此時的他,正在奮筆疾書着,寫完後,他将信函封存好,放置在案台上,随後背起一個小包袱。
哼——
他要離家出走了!
爹娘這是玩得都快忘記他這個兒子了吧。
這一次,就讓他親自來抓那對無良的父母,抓到他們二個,他一定要狠狠地打他們的屁股,教訓他們,怎麽可以殘忍地丢下年僅一歲的他呢?
當然了,還得将身後的二個人給甩掉。
這個才六歲的玉緻遠,此刻雖然一心想着離家出走将父母給抓回來,卻也知道他的身後跟着他的大伯玉鳳歌還有那位聽說是他的大伯母的薛琉璃。
“鳳歌,我們這樣跟着緻遠,真的能找到他們二個嗎?”
“當然了,我隻要一傳出緻遠離家出走的消息,我不就不信弟妹不跳出來。到時候,就該輪到我們二個就玩山遊水了,讓他們二個來做苦力。”
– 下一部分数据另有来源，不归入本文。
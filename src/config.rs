use crate::motor_matrix::{Coefficients, Layout};
use nalgebra::{convert, RealField};

/// Physical constants of the vehicle that scale the effector layout.
#[derive(Clone, Copy, Debug, PartialEq)]
#[cfg_attr(feature = "serde", derive(serde::Serialize, serde::Deserialize))]
pub struct PhysicalConstants<T> {
    /// Thrust coupling coefficient of a rotor.
    pub coupling: T,
    /// Rotor drag torque coefficient.
    pub torque: T,
    /// Distance from the vehicle center to each rotor (m).
    pub arm_length: T,
    /// Projection of the arm onto the body axes, √2⁄2 for an X frame.
    pub balance: T,
}

impl<T: RealField + Copy> Default for PhysicalConstants<T> {
    fn default() -> Self {
        Self {
            coupling: convert(1.6e-6),
            torque: convert(2.58e-8),
            arm_length: convert(0.16),
            balance: convert(0.707106781),
        }
    }
}

impl<T: RealField + Copy> PhysicalConstants<T> {
    pub fn coefficients(&self) -> Coefficients<T> {
        Coefficients {
            coupling: self.coupling,
            torque: self.torque,
            lever: self.balance * self.arm_length * self.coupling,
        }
    }
}

/// What the kinematics extractor does with a sample whose spin component vanished.
#[derive(Clone, Copy, Debug, Default, PartialEq, Eq)]
#[cfg_attr(feature = "serde", derive(serde::Serialize, serde::Deserialize))]
pub enum DegeneratePolicy {
    /// Skip the filter update, repeat the previous angles and flag the step.
    #[default]
    Hold,
    /// Fail the whole batch with [`Error::DegenerateSolution`](crate::Error::DegenerateSolution).
    Reject,
}

#[derive(Clone, Debug, PartialEq)]
#[cfg_attr(feature = "serde", derive(serde::Serialize, serde::Deserialize))]
pub struct AllocationConfig<T> {
    pub constants: PhysicalConstants<T>,

    pub layout: Layout,

    /// Low pass filter gain applied to the tilt angles, 0 ~ 1
    pub filter_gain: T,

    /// Spin components with a magnitude at or below this are degenerate
    pub min_spin: T,

    /// Angular velocity that maps to full throttle
    pub max_angular_velocity: T,

    /// Singular values below `rcond * largest` are dropped from the pseudo-inverse
    pub rcond: T,

    pub degenerate_policy: DegeneratePolicy,
}

impl<T: RealField + Copy> Default for AllocationConfig<T> {
    fn default() -> Self {
        Self::new(PhysicalConstants::default(), Layout::reference())
    }
}

impl<T: RealField + Copy> AllocationConfig<T> {
    pub fn new(constants: PhysicalConstants<T>, layout: Layout) -> Self {
        Self {
            constants,
            layout,
            filter_gain: convert(0.1),
            min_spin: convert(1e-9),
            max_angular_velocity: convert(15000.),
            rcond: convert(1e-15),
            degenerate_policy: DegeneratePolicy::Hold,
        }
    }

    pub fn with_filter_gain(mut self, filter_gain: T) -> Self {
        self.filter_gain = filter_gain;
        self
    }

    pub fn with_degenerate_policy(mut self, policy: DegeneratePolicy) -> Self {
        self.degenerate_policy = policy;
        self
    }
}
玉鳳歌做了六年的苦力,耽擱了六年的俠客夢,他已經等不及了。
隻是,比玉容歌更精明的玉緻遠,真的能讓他算計得逞嗎?
結果,可是很難說的哦?
這不,沒跟出幾條街,玉鳳歌跟薛琉璃雙雙就被玉緻遠給放倒了。
小樣!藥房裏的那些東西,他早就會了,要琢磨點東西出來還不容易嗎?這麽小看他的能耐,就得品嘗小看他的後果。
瞧瞧,這不就是毫無防備,直接被他放倒了嗎?
玉緻遠嘿嘿一笑,繼續背起小包袱,繼續他的江湖抓人記。